Sarangi noted the latest report talked a lot about rental arrears and the need for a federal program to address them, as precarious housing disproportionately affects renters.
While the COVID-19 pandemic doesn’t factor into the report’s findings, Sarangi noted food insecurity has become a major concern, with 4.4 million people in Canada lacking proper access to nutrition.
Nova Scotia has made the least progress of any province
The Canadian Centre for Policy Alternatives-Nova Scotia (CCPA-NS) released a report card on Child and Family Poverty in the province last month. The report relies on data from 2019, the most recent year of reported figures.
The report found Nova Scotia has made the least progress of any province when it comes to eradicating childhood poverty, improving by just 0.1 per cent between 1989 and 2019. The province also ranks the highest in Atlantic Canada for child poverty rates, and the third-highest in Canada.
The report issued 17 recommendations to the provincial government to eradicate poverty provincewide. Among those recommendations are increasing the minimum wage to $15 in 2022 on the path to a livable wage, provide workers at least ten paid sick days to Canadians, reform the province’s Human Rights Commission, and address the root cause of women’s higher poverty rates.
Christine Saulnier, director at the CCPA-NS and former federal NDP candidate, says the way the province approaches child poverty is unfair.

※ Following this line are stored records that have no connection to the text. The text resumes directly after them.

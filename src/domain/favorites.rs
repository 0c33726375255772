//! Favorites store.
//!
//! Each device keeps one set of favorite cat ids, stored as a JSON array under
//! `favorites:{device_id}`. Every mutation writes the full set back; concurrent
//! writers for the same device resolve as last-write-wins.

use std::sync::Arc;

use log::warn;

use crate::{
    constants::FAVORITES_KEY_PREFIX,
    models::{FavoriteSet, RepositoryError},
    repositories::KeyValueStore,
};

/// Removes `cat_id` when present, otherwise adds it.
pub fn toggle_favorite(mut favorites: FavoriteSet, cat_id: &str) -> FavoriteSet {
    if !favorites.remove(cat_id) {
        favorites.insert(cat_id.to_string());
    }
    favorites
}

#[derive(Debug)]
pub struct FavoritesStore<S: KeyValueStore> {
    store: Arc<S>,
}

impl<S: KeyValueStore> Clone for FavoritesStore<S> {
    fn clone(&self) -> Self {
        Self {
            store: self.store.clone(),
        }
    }
}

impl<S: KeyValueStore> FavoritesStore<S> {
    pub fn new(store: Arc<S>) -> Self {
        Self { store }
    }

    fn key(device_id: &str) -> String {
        format!("{}:{}", FAVORITES_KEY_PREFIX, device_id)
    }

    /// The saved set, or an empty one when nothing (or nothing readable) is stored.
    pub async fn load(&self, device_id: &str) -> Result<FavoriteSet, RepositoryError> {
        let Some(raw) = self.store.get(&Self::key(device_id)).await? else {
            return Ok(FavoriteSet::new());
        };

        match serde_json::from_str::<Vec<String>>(&raw) {
            Ok(ids) => Ok(ids.into_iter().collect()),
            Err(e) => {
                warn!(
                    "Discarding unreadable favorites for device {}: {}",
                    device_id, e
                );
                Ok(FavoriteSet::new())
            }
        }
    }

    pub async fn save(
        &self,
        device_id: &str,
        favorites: &FavoriteSet,
    ) -> Result<(), RepositoryError> {
        let ids: Vec<&String> = favorites.iter().collect();
        let raw = serde_json::to_string(&ids).map_err(|e| {
            RepositoryError::InvalidData(format!("Failed to encode favorites: {}", e))
        })?;
        self.store.set(&Self::key(device_id), raw).await
    }

    /// Flips membership of `cat_id`, persists and returns the new set.
    pub async fn toggle(
        &self,
        device_id: &str,
        cat_id: &str,
    ) -> Result<FavoriteSet, RepositoryError> {
        let favorites = toggle_favorite(self.load(device_id).await?, cat_id);
        self.save(device_id, &favorites).await?;
        Ok(favorites)
    }

    pub async fn clear(&self, device_id: &str) -> Result<(), RepositoryError> {
        self.store.delete(&Self::key(device_id)).await
    }
}

#[cfg(test)]
mod tests {
    use super::*;
    use crate::repositories::{InMemoryKeyValueStore, MockKeyValueStore};

    fn set_of(ids: &[&str]) -> FavoriteSet {
        ids.iter().map(|id| id.to_string()).collect()
    }

    fn in_memory_store() -> FavoritesStore<InMemoryKeyValueStore> {
        FavoritesStore::new(Arc::new(InMemoryKeyValueStore::new()))
    }

    #[test]
    fn test_toggle_favorite_adds_and_removes() {
        let added = toggle_favorite(set_of(&["1"]), "2");
        assert_eq!(added, set_of(&["1", "2"]));

        let removed = toggle_favorite(added, "1");
        assert_eq!(removed, set_of(&["2"]));
    }

    #[actix_web::test]
    async fn test_load_missing_is_empty() {
        let store = in_memory_store();

        assert!(store.load("device-1").await.unwrap().is_empty());
    }

    #[actix_web::test]
    async fn test_toggle_persists_and_twice_is_noop() {
        let store = in_memory_store();

        let after_first = store.toggle("device-1", "3").await.unwrap();
        assert_eq!(after_first, set_of(&["3"]));
        assert_eq!(store.load("device-1").await.unwrap(), set_of(&["3"]));

        store.toggle("device-1", "3").await.unwrap();
        assert!(store.load("device-1").await.unwrap().is_empty());
    }

    #[actix_web::test]
    async fn test_devices_are_isolated() {
        let store = in_memory_store();

        store.toggle("device-1", "1").await.unwrap();
        assert!(store.load("device-2").await.unwrap().is_empty());
    }

    #[actix_web::test]
    async fn test_save_and_clear() {
        let store = in_memory_store();

        store.save("device-1", &set_of(&["4", "2"])).await.unwrap();
        assert_eq!(store.load("device-1").await.unwrap(), set_of(&["2", "4"]));

        store.clear("device-1").await.unwrap();
        assert!(store.load("device-1").await.unwrap().is_empty());
    }

    #[actix_web::test]
    async fn test_unparseable_value_loads_as_empty() {
        let kv = Arc::new(InMemoryKeyValueStore::new());
        kv.set("favorites:device-1", "not json".to_string())
            .await
            .unwrap();
        let store = FavoritesStore::new(kv);

        assert!(store.load("device-1").await.unwrap().is_empty());
    }

    #[actix_web::test]
    async fn test_stored_as_json_array_under_device_key() {
        let mut kv = MockKeyValueStore::new();
        kv.expect_get()
            .withf(|key| key == "favorites:abc")
            .times(1)
            .returning(|_| Ok(Some("[\"1\"]".to_string())));
        kv.expect_set()
            .withf(|key, value| key == "favorites:abc" && value == "[\"1\",\"9\"]")
            .times(1)
            .returning(|_, _| Ok(()));

        let store = FavoritesStore::new(Arc::new(kv));
        let favorites = store.toggle("abc", "9").await.unwrap();
        assert_eq!(favorites, set_of(&["1", "9"]));
    }

    #[actix_web::test]
    async fn test_storage_failure_propagates() {
        let mut kv = MockKeyValueStore::new();
        kv.expect_get()
            .returning(|_| Err(RepositoryError::ConnectionError("down".to_string())));

        let store = FavoritesStore::new(Arc::new(kv));
        assert!(store.toggle("abc", "1").await.is_err());
    }
}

Two practices Saulnier calls unfair continue to penalize impoverished families in the province. Part of the discrimination comes from the practice of removing the Canada Child Benefit when a child is brought into temporary care.
Another way to limit children in custody is to remove the language “failure to provide to the child adequate food, clothing, or shelter” from the Children and Family Services Act. Removing this language, Saulnier said, will not only decrease caseloads but also stop the false justification of poverty as neglect.
“They won’t be able to afford their housing, their food, all of their basic essentials,” Saulnier explained as something that’s not only disruptive, but also further jeopardizes the opportunity for the family’s reunification.
Saulnier calls poverty “policy-created” and believes governments are both complicit and responsible for “creating the conditions in which families find themselves struggling to provide for their children.”
“Oftentimes, the families who are living in poverty are being supported directly by governments who have made the decision to not provide enough income support to lift families out of poverty,” Saulnier said.